THE MOST EXPENSIVE LOSS: The most expensive losing campaign in recent years was run by
Blair Hull, who sold his electronic derivatives trading firm to Goldman Sachs
for $531 million. Hull launched a campaign to win the Democratic Party
nomination for an Illinois Senate seat in 2004, spending almost $29 million of
his personal capital. Hull surged to a large lead in the polls, but, shortly
before the primary election, allegations surfaced that he had abused his
ex-wife. His popularity plummeted, opening the door for Illinois state Senator
Barack Obama, who won the primary and the general election.
THE MOST EXPENSIVE VICTORY: The highest-spending self-funder in campaign history is Jon Corzine, who won
two self-financed election bids. The former Goldman Sachs CEO spent more than
$60 million in his 2000 Senate campaign—more than $35 million on the primary
election alone. Corzine was elected to the Senate in 2001. Last year, he spent
close to $40 million of his own money on his successful campaign for New Jersey
governor. —Tim Chan | In the decade between 1990 and 2000, self-funded candidates for
congressional seats won only about 30 percent of their elections, according to
Jennifer Steen, assistant professor of political science at Boston College and
author of a new book, Self-Financed
Candidates in Congressional Elections. "People assume
that lots of money should make a candidate really strong and that should be a
huge advantage—and it should be," Steen says. "But what was really surprising to
me initially was that it really wasn’t. I just couldn’t believe how much they
were losing. For a lot of them, the only thing they had going for them was the
money."
Even this is less of an advantage than it was in the past.

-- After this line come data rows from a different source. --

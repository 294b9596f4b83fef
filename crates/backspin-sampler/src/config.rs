//! Unit configuration.

use backspin_core::Interpolation;
use serde::{Deserialize, Serialize};

use crate::error::{Error, Result};

/// Configuration for a [`SmoothReversalUnit`](crate::SmoothReversalUnit).
#[derive(Debug, Clone, PartialEq, Serialize, Deserialize)]
#[serde(default)]
pub struct ReversalConfig {
    /// Buffer channel to read (default: 0)
    pub channel: usize,
    /// Channel count a buffer must have to bind (default: 1)
    pub expected_channels: usize,
    /// Read interpolation for output and flatness probes (default: cubic)
    pub interpolation: Interpolation,
    /// Frames at either end where a pending flip never commits (default: 2.0)
    pub edge_guard_frames: f64,
    /// Force a pending flip after this many deferred samples.
    /// `None` waits until the signal flattens (default: None)
    pub max_deferral: Option<u32>,
    /// Initial read position in frames (default: 0.0)
    pub start_frame: f64,
    /// Scale rate by buffer sample rate / host sample rate (default: false)
    pub scale_to_buffer_rate: bool,
}

impl Default for ReversalConfig {
    fn default() -> Self {
        Self {
            channel: 0,
            expected_channels: 1,
            interpolation: Interpolation::Cubic,
            edge_guard_frames: 2.0,
            max_deferral: None,
            start_frame: 0.0,
            scale_to_buffer_rate: false,
        }
    }
}

impl ReversalConfig {
    /// Read `channel` out of buffers with `channels` channels.
    pub fn with_channels(channel: usize, channels: usize) -> Self {
        Self {
            channel,
            expected_channels: channels,
            ..Default::default()
        }
    }

    pub fn interpolation(mut self, interpolation: Interpolation) -> Self {
        self.interpolation = interpolation;
        self
    }

    pub fn edge_guard_frames(mut self, frames: f64) -> Self {
        self.edge_guard_frames = frames;
        self
    }

    pub fn max_deferral(mut self, samples: Option<u32>) -> Self {
        self.max_deferral = samples;
        self
    }

    pub fn start_frame(mut self, frame: f64) -> Self {
        self.start_frame = frame;
        self
    }

    pub fn scale_to_buffer_rate(mut self, scale: bool) -> Self {
        self.scale_to_buffer_rate = scale;
        self
    }

    /// Smallest buffer, in frames, the unit will bind.
    pub fn min_frames(&self) -> usize {
        self.interpolation.min_frames()
    }

    pub fn validate(&self) -> Result<()> {
        if self.expected_channels == 0 {
            return Err(Error::Config("expected_channels must be at least 1".into()));
        }
        if self.channel >= self.expected_channels {
            return Err(Error::Config(format!(
                "channel {} out of range for {} channels",
                self.channel, self.expected_channels
            )));
        }
        if !self.edge_guard_frames.is_finite() || self.edge_guard_frames < 0.0 {
            return Err(Error::Config(format!(
                "edge_guard_frames must be finite and non-negative, got {}",
                self.edge_guard_frames
            )));
        }
        if !self.start_frame.is_finite() {
            return Err(Error::Config(format!(
                "start_frame must be finite, got {}",
                self.start_frame
            )));
        }
        Ok(())
    }
}

#[cfg(test)]
mod tests {
    use super::*;

    #[test]
    fn test_default_config() {
        let config = ReversalConfig::default();
        assert_eq!(config.channel, 0);
        assert_eq!(config.expected_channels, 1);
        assert_eq!(config.interpolation, Interpolation::Cubic);
        assert_eq!(config.edge_guard_frames, 2.0);
        assert_eq!(config.max_deferral, None);
        assert_eq!(config.start_frame, 0.0);
        assert!(!config.scale_to_buffer_rate);
        assert_eq!(config.min_frames(), 4);
        assert!(config.validate().is_ok());
    }

    #[test]
    fn test_channel_out_of_range() {
        assert!(ReversalConfig::with_channels(2, 2).validate().is_err());
        assert!(ReversalConfig::with_channels(1, 2).validate().is_ok());
        assert!(ReversalConfig::with_channels(0, 0).validate().is_err());
    }

    #[test]
    fn test_negative_guard_rejected() {
        let config = ReversalConfig::default().edge_guard_frames(-1.0);
        assert!(config.validate().is_err());
    }

    #[test]
    fn test_deserialize_partial() {
        let config: ReversalConfig =
            serde_json::from_str(r#"{ "interpolation": "linear", "max_deferral": 64 }"#).unwrap();
        assert_eq!(config.interpolation, Interpolation::Linear);
        assert_eq!(config.max_deferral, Some(64));
        assert_eq!(config.edge_guard_frames, 2.0);
    }
}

Congress passed the so-called Millionaires’ Amendment in 2002 as part of a
revised federal campaign finance law. The amendment attempts to offset the
perceived financial advantage enjoyed by those with substantial means. It
dictates that if one candidate lends or contributes to his or her own campaign
beyond a certain threshold—set according to the population in the state or
district—the opponent may seek contributions from individual donors of up to
$6,300 for House races and $12,600 for Senate races.

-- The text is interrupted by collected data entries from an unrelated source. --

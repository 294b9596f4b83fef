//! Error types for backspin-core.

use thiserror::Error;

/// Error type for buffer storage operations.
#[derive(Error, Debug, Clone, PartialEq)]
pub enum Error {
    #[error("Invalid buffer shape: {channels} channels, {frames} frames")]
    InvalidShape { channels: usize, frames: usize },

    #[error("Sample data length {actual} does not match expected {expected}")]
    DataLength { expected: usize, actual: usize },

    #[error("Sample data length {len} is not a multiple of {channels} channels")]
    ChannelMismatch { len: usize, channels: usize },

    #[error("Buffer slot {index} out of range (table holds {len})")]
    SlotOutOfRange { index: usize, len: usize },

    #[error("Invalid sample rate: {0}")]
    InvalidSampleRate(f64),
}

/// Result type alias.
pub type Result<T> = core::result::Result<T, Error>;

With their fiscal weaponry blunted by this legislation, today’s self-financed
candidates are finding that not only does their wealth fail to give an electoral
edge, but it can become a millstone. Rivals typically paint even the most
homespun wealth-holders as out of touch with their constituents. And candidates
who hope to shield themselves from the compromises inherent in fundraising have discovered that this may also keep
them from establishing a network of supporters and the type of diplomatic skills
necessary to pursue legislative initiatives successfully.